LONDON: David Cameron has dramatically hardened his government’s Euroskeptic stance for a battle with Brussels, but may have weakened his hand while increasing the risk that Britain could crash out of the EU, analysts said.
In a major purge of his Cabinet Tuesday, the British prime minister named Philip Hammond as his new foreign secretary, picking a man who has said he would vote for Britain to exit the bloc in its current state.
Cameron then puzzled commentators by overlooking several big-hitters and picking a largely unknown ex-public relations man, Jonathan Hill, to be Britain’s next European Commissioner.
Analysts say neither move will boost Cameron’s hopes of renegotiating Britain’s relationship with the EU before holding an in-out referendum in 2017, as he has vowed to do if he is re-elected next year.
They could even push Britain closer to an accidental “Brexit,” a situation that Conservative Cameron has said he does not want, as he supports membership of a reformed, less federal EU.

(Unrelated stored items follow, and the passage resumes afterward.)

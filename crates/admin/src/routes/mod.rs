//! HTTP route handlers for the back-office.
//!
//! # Route Structure
//!
//! ```text
//! GET  /health                  - Liveness check
//! GET  /health/ready            - Readiness check (database)
//!
//! # Auth
//! GET  /auth/login              - Sign-in form
//! POST /auth/login              - Sign in (rate limited)
//! POST /auth/logout             - Sign out
//!
//! # Dashboard
//! GET  /                        - Order counts, revenue, low stock, recent orders
//!
//! # Orders
//! GET  /orders                  - Order list (?status=&q=&page=)
//! GET  /orders/{id}             - Order detail
//! POST /orders/{id}/status      - Move to the next status
//! POST /orders/{id}/ship        - Ship with carrier and tracking number
//! POST /orders/{id}/payment     - Mark paid or refunded
//!
//! # Catalog
//! GET  /products                - Product list (?q=&category=&page=)
//! GET  /products/new            - New product form
//! POST /products                - Create product
//! GET  /products/{id}           - Edit product, images, options and variants
//! POST /products/{id}           - Save product
//! POST /products/{id}/delete    - Delete product
//! POST /products/{id}/images    - Upload an image (multipart)
//! POST /products/{id}/images/remove - Remove an image
//! POST /products/{id}/options   - Add an option with its values
//! POST /products/{id}/options/{option_id}/delete - Remove an option
//! POST /products/{id}/variants/generate - Sync variants with the options
//! POST /products/{id}/variants  - Save SKU, price and stock per variant
//! GET  /categories[/new|/{id}]  - Category list and forms
//! POST /categories[/{id}[/delete]]
//! GET  /combos[/new|/{id}]      - Combo list and forms
//! POST /combos[/{id}[/delete]]
//! POST /combos/{id}/items       - Add a product or change its quantity
//! POST /combos/{id}/items/{product_id}/delete
//!
//! # Promotions and fulfilment
//! GET  /coupons[/new|/{id}]     - Coupon list and forms
//! POST /coupons[/{id}[/toggle|/delete]]
//! GET  /shipping[/new|/{id}]    - Shipping partners
//! POST /shipping[/{id}[/toggle|/delete]]
//!
//! # Customers and reviews
//! GET  /customers               - Customer list (?q=&page=)
//! GET  /customers/{id}          - Customer detail with orders
//! GET  /reviews                 - Moderation queue (?status=)
//! POST /reviews/{id}/approve|reject|delete
//!
//! # Settings and media
//! GET  /settings                - Store texts and shipping rule
//! POST /settings                - Save settings
//! POST /media                   - Upload an image, returns `{"url": ...}`
//! GET  /media/{name}            - Serve an uploaded image
//! ```
//!
//! Pages require a signed-in admin; every POST except sign-in also requires
//! a role that may write.

pub mod auth;
pub mod categories;
pub mod combos;
pub mod context;
pub mod coupons;
pub mod customers;
pub mod dashboard;
pub mod forms;
pub mod media;
pub mod orders;
pub mod products;
pub mod reviews;
pub mod settings;
pub mod shipping;

use axum::{
    Router,
    extract::DefaultBodyLimit,
    routing::{get, post},
};

use crate::middleware::login_rate_limiter;
use crate::state::AppState;

/// Create the auth routes router.
pub fn auth_routes() -> Router<AppState> {
    Router::new()
        .route(
            "/login",
            post(auth::login)
                .layer(login_rate_limiter())
                .get(auth::login_page),
        )
        .route("/logout", post(auth::logout))
}

/// Create the order routes router.
pub fn order_routes() -> Router<AppState> {
    Router::new()
        .route("/", get(orders::index))
        .route("/{id}", get(orders::show))
        .route("/{id}/status", post(orders::transition))
        .route("/{id}/ship", post(orders::ship))
        .route("/{id}/payment", post(orders::payment))
}

/// Create the product routes router.
pub fn product_routes(max_upload: usize) -> Router<AppState> {
    Router::new()
        .route("/", get(products::index).post(products::create))
        .route("/new", get(products::new_product))
        .route("/{id}", get(products::edit).post(products::update))
        .route("/{id}/delete", post(products::delete))
        .route(
            "/{id}/images",
            post(products::upload_image).layer(DefaultBodyLimit::max(max_upload)),
        )
        .route("/{id}/images/remove", post(products::remove_image))
        .route("/{id}/options", post(products::add_option))
        .route(
            "/{id}/options/{option_id}/delete",
            post(products::delete_option),
        )
        .route("/{id}/variants/generate", post(products::generate))
        .route("/{id}/variants", post(products::save_variants))
}

/// Create the category routes router.
pub fn category_routes() -> Router<AppState> {
    Router::new()
        .route("/", get(categories::index).post(categories::create))
        .route("/new", get(categories::new_category))
        .route("/{id}", get(categories::edit).post(categories::update))
        .route("/{id}/delete", post(categories::delete))
}

/// Create the combo routes router.
pub fn combo_routes() -> Router<AppState> {
    Router::new()
        .route("/", get(combos::index).post(combos::create))
        .route("/new", get(combos::new_combo))
        .route("/{id}", get(combos::edit).post(combos::update))
        .route("/{id}/delete", post(combos::delete))
        .route("/{id}/items", post(combos::set_item))
        .route(
            "/{id}/items/{product_id}/delete",
            post(combos::remove_item),
        )
}

/// Create the coupon routes router.
pub fn coupon_routes() -> Router<AppState> {
    Router::new()
        .route("/", get(coupons::index).post(coupons::create))
        .route("/new", get(coupons::new_coupon))
        .route("/{id}", get(coupons::edit).post(coupons::update))
        .route("/{id}/toggle", post(coupons::toggle))
        .route("/{id}/delete", post(coupons::delete))
}

/// Create the shipping partner routes router.
pub fn shipping_routes() -> Router<AppState> {
    Router::new()
        .route("/", get(shipping::index).post(shipping::create))
        .route("/new", get(shipping::new_partner))
        .route("/{id}", get(shipping::edit).post(shipping::update))
        .route("/{id}/toggle", post(shipping::toggle))
        .route("/{id}/delete", post(shipping::delete))
}

/// Create the review moderation routes router.
pub fn review_routes() -> Router<AppState> {
    Router::new()
        .route("/", get(reviews::index))
        .route("/{id}/approve", post(reviews::approve))
        .route("/{id}/reject", post(reviews::reject))
        .route("/{id}/delete", post(reviews::delete))
}

/// Create the customer routes router.
pub fn customer_routes() -> Router<AppState> {
    Router::new()
        .route("/", get(customers::index))
        .route("/{id}", get(customers::show))
}

/// Create all routes for the back-office.
///
/// `max_upload` caps multipart image uploads; other bodies keep axum's
/// default limit.
pub fn routes(max_upload: usize) -> Router<AppState> {
    Router::new()
        .route("/", get(dashboard::index))
        .nest("/auth", auth_routes())
        .nest("/orders", order_routes())
        .nest("/products", product_routes(max_upload))
        .nest("/categories", category_routes())
        .nest("/combos", combo_routes())
        .nest("/coupons", coupon_routes())
        .nest("/shipping", shipping_routes())
        .nest("/reviews", review_routes())
        .nest("/customers", customer_routes())
        .route("/settings", get(settings::show).post(settings::update))
        .route(
            "/media",
            post(media::upload).layer(DefaultBodyLimit::max(max_upload)),
        )
        .route("/media/{name}", get(media::serve))
}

“The danger of a political accident, in the sense that you have a No vote in a potential referendum, that danger has increased,” Janis Emmanouilidis of the Brussels-based European Policy Centre told AFP.
Cameron’s reshuffle raised eyebrows in Brussels as it happened on the eve of an EU leaders’ summit at which key European jobs are likely to be decided.
William Hague’s replacement as foreign secretary by the gray figure of Hammond was one of several moves in Cameron’s Cabinet reshuffle pointing to a more Euroskeptic mood.
French-speaking Europhile Attorney General Dominic Grieve was also pushed out, reportedly because he was seen as blocking plans to pull Britain from the European Convention of Human Rights.
The resignation of veteran pro-Europe figures such as Ken Clarke was also a blow, said Mats Persson, director of the Open Europe think-tank in London.
“I think it will be interpreted in Europe as raising the stakes and showing that this is now getting more serious,” Persson said.
The reshuffle was mainly driven by political pressures at home, where the anti-EU U.K. Independence Party of Nigel Farage threatens to take seats from the Conservatives in Britain’s May 2015 election.
Cameron had “slightly increased the danger” of Britain leaving the EU by creating a “markedly more Euroskeptic government,” said Charles Grant, director of the Centre for European Reform think tank in London. He said Hammond was “a couple of notches more Euroskeptic than Hague” and pointed out the new minister’s comment in May 2013 that if a referendum were held then he would vote to leave the EU.
“In his favor he is a rational man ... he is not a romantic or crazed eurosceptic,” Grant told AFP.
But Cameron would “lose some credibility” with leaders such as German Chancellor Angela Merkel, who have said they want to keep Britain in the EU.
He was also seen as thumbing his nose at Brussels by nominating a lightweight as European commissioner.
“There will be a lot of people checking Lord Hill’s Wikipedia page in Brussels,” said Persson of Jonathan Hill, formerly the leader of the House of Lords, the upper chamber of the British Parliament.
Britain’s current Commissioner Catherine Ashton had the same job as Hill before she won the relatively prime post of EU diplomatic chief.
Hill also has some experience of Europe, having worked with former prime minister John Major at the time of Britain’s withdrawal from the European Exchange Rate Mechanism in 1992, before going on to work for a public relations company.
But compared with predecessors such as Neil Kinnock, Peter Mandelson and Chris Patten, Hill is little known in London or Brussels.
Embarrassingly it emerged that Hill had declared “non, non, non” in French when asked a month ago if he would accept the job.
Cameron’s “shocking” choice of Hill could weaken what influence Britain still has in the EU, while making it harder for Britain to get one of the senior commission posts it wants, said Hylke Dijkstra, Marie Curie Fellow at Oxford University.
Overall, Cameron’s decisions were more likely to cause problems than solve them, said Emmanouilidis of the European Policy Centre.